◆ **EXERCISE OBJECTIVE**: Count each line below that has "info" anywhere in it. Answer with the total alone.
--------
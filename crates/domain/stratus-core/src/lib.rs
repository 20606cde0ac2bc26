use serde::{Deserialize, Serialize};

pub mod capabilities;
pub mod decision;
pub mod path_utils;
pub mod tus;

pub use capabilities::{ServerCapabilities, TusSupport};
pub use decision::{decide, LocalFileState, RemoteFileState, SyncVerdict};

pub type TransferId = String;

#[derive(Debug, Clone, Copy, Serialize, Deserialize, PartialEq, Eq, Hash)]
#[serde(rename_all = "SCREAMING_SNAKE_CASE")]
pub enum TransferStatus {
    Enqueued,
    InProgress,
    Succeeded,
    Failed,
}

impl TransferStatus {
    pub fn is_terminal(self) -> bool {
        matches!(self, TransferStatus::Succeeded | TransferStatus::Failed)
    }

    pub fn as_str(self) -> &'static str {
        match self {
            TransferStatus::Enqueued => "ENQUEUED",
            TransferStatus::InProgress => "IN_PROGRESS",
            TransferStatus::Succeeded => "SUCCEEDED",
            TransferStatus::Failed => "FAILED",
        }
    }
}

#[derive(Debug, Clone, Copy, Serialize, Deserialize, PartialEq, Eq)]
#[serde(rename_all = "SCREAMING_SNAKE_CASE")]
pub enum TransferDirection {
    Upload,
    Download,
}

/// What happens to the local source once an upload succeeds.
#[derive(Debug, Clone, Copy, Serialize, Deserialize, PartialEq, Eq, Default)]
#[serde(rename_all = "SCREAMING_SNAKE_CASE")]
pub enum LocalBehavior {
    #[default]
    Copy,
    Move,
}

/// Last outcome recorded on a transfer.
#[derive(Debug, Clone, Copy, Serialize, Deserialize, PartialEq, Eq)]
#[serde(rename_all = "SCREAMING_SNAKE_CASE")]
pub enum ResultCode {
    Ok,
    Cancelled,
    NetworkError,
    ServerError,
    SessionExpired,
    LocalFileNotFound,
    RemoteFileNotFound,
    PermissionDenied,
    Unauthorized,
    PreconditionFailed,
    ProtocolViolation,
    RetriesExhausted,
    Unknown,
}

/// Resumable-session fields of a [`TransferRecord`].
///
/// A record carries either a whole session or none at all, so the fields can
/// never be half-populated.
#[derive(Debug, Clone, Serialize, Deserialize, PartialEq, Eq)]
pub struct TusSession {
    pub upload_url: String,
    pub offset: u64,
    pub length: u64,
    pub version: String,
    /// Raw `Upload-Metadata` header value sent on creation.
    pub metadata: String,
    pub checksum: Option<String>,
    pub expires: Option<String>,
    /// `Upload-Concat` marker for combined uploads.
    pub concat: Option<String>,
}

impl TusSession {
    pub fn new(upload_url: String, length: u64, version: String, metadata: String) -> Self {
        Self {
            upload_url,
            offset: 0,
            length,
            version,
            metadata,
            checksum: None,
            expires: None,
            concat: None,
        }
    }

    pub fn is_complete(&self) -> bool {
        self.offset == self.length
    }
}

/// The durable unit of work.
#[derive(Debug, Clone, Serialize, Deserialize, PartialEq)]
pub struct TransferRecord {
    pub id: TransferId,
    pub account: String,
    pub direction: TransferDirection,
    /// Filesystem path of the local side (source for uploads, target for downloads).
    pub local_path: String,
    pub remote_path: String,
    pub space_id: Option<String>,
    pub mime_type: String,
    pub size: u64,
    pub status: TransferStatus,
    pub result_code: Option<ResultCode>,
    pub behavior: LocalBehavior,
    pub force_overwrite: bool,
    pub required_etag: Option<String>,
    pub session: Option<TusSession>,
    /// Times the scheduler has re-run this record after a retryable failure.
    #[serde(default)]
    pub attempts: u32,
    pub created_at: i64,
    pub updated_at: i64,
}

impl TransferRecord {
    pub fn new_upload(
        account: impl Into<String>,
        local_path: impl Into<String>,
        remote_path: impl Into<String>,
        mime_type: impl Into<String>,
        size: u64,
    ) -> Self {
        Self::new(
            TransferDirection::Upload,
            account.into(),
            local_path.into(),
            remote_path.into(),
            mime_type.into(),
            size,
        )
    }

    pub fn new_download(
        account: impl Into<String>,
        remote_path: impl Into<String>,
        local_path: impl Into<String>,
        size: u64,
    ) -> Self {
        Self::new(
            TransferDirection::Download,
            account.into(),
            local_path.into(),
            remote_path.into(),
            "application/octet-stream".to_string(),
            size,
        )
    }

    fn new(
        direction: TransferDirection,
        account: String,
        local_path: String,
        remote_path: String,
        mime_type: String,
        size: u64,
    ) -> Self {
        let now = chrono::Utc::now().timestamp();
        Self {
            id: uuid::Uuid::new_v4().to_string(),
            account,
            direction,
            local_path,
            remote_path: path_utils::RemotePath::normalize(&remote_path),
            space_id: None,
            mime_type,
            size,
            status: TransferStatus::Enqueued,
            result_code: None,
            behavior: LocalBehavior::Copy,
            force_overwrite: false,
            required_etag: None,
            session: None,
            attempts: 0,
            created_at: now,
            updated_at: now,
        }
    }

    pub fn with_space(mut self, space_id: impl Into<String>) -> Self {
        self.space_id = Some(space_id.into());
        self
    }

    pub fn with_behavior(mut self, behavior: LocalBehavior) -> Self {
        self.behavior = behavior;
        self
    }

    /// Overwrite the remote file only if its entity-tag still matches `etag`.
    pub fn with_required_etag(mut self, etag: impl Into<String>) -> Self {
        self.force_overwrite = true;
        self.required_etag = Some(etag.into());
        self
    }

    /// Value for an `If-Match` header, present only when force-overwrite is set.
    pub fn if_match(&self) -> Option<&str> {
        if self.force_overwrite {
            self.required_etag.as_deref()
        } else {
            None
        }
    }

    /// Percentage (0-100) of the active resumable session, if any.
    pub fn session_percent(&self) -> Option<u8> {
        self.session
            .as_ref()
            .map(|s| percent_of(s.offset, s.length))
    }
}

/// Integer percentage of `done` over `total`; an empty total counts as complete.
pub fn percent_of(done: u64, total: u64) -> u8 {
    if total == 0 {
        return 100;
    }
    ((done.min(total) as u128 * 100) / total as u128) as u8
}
--------
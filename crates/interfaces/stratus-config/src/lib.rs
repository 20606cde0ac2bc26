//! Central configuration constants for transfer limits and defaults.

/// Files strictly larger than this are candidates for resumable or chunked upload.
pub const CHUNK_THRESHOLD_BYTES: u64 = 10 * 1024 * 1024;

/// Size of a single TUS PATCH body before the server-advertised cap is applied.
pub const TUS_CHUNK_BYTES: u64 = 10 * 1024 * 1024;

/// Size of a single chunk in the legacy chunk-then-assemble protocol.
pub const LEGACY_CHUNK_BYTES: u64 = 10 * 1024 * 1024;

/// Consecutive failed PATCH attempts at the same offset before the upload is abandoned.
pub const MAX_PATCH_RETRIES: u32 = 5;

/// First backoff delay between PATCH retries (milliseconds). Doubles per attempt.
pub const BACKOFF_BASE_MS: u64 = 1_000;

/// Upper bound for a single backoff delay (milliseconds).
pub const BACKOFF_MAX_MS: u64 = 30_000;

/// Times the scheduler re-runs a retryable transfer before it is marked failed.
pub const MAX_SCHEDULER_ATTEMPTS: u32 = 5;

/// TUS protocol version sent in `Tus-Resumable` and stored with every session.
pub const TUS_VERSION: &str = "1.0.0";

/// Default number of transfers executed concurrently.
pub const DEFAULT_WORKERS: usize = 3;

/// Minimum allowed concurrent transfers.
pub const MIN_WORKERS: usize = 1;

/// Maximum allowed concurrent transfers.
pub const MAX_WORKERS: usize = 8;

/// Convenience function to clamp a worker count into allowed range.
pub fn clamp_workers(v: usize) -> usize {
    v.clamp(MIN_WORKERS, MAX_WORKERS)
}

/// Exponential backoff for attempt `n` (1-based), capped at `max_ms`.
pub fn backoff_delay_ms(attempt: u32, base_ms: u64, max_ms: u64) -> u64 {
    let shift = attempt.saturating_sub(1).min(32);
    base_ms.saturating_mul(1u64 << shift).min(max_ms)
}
--------
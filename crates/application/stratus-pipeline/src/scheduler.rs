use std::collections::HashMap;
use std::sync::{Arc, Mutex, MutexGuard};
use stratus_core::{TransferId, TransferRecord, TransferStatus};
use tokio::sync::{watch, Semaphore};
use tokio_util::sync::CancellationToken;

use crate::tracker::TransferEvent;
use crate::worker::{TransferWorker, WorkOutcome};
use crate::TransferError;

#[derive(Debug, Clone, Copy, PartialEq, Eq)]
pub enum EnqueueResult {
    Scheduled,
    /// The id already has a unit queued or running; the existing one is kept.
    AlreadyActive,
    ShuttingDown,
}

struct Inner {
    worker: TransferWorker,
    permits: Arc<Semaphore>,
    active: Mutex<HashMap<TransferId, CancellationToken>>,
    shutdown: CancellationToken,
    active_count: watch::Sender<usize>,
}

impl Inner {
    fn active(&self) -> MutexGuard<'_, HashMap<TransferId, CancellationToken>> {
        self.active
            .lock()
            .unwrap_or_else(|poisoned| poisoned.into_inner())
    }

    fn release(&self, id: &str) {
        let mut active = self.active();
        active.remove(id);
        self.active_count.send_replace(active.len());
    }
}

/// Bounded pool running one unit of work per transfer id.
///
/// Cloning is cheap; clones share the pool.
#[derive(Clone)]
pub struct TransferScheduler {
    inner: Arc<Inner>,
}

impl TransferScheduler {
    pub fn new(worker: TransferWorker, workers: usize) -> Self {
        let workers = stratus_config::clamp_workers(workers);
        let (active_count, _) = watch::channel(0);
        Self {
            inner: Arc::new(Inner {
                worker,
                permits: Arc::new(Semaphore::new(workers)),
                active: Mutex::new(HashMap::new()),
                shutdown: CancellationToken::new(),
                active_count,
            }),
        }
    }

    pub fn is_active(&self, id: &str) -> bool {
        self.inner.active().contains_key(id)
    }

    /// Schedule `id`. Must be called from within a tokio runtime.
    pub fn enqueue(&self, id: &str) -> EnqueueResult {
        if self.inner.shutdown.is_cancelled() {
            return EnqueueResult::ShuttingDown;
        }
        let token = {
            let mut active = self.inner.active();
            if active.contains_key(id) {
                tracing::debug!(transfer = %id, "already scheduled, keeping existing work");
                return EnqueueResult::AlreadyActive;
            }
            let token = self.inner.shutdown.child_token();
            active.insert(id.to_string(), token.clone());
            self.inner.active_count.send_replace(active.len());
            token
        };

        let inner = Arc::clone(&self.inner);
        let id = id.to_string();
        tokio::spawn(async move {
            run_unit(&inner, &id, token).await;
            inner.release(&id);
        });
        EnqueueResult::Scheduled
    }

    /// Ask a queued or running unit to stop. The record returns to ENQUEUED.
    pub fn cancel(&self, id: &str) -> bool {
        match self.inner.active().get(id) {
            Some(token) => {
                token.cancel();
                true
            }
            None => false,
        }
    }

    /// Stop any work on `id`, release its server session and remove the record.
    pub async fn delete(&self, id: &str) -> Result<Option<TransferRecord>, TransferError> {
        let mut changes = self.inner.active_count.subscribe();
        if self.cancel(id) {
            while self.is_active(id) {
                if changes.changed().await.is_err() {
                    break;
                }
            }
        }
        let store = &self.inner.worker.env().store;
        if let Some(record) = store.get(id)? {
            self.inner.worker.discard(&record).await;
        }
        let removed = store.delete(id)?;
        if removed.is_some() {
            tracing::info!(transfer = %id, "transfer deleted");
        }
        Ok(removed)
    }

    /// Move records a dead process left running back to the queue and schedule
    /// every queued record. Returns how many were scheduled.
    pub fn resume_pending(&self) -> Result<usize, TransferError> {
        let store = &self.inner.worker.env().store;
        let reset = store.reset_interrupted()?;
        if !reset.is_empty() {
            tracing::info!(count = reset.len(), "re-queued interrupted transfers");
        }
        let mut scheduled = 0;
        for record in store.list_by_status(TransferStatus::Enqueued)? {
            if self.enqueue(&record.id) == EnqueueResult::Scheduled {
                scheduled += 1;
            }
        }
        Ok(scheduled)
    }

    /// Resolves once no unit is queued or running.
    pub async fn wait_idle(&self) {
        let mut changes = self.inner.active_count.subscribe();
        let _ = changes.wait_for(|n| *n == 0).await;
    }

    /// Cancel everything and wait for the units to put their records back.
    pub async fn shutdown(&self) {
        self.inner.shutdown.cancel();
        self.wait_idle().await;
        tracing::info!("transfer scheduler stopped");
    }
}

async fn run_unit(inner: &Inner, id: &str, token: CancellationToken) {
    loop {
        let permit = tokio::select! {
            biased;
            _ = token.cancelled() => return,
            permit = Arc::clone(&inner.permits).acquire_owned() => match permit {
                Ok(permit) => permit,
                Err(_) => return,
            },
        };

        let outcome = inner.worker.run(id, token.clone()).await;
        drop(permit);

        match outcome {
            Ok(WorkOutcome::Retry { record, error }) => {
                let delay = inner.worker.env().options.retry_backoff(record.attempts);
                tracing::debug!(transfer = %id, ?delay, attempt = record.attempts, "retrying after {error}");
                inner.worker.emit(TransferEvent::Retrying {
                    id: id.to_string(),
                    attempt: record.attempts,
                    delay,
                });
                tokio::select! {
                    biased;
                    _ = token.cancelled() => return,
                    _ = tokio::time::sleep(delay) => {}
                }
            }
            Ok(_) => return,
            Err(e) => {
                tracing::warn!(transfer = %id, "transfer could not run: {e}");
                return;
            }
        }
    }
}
--------
◆ **ANSWER FOR THE TASK**: 3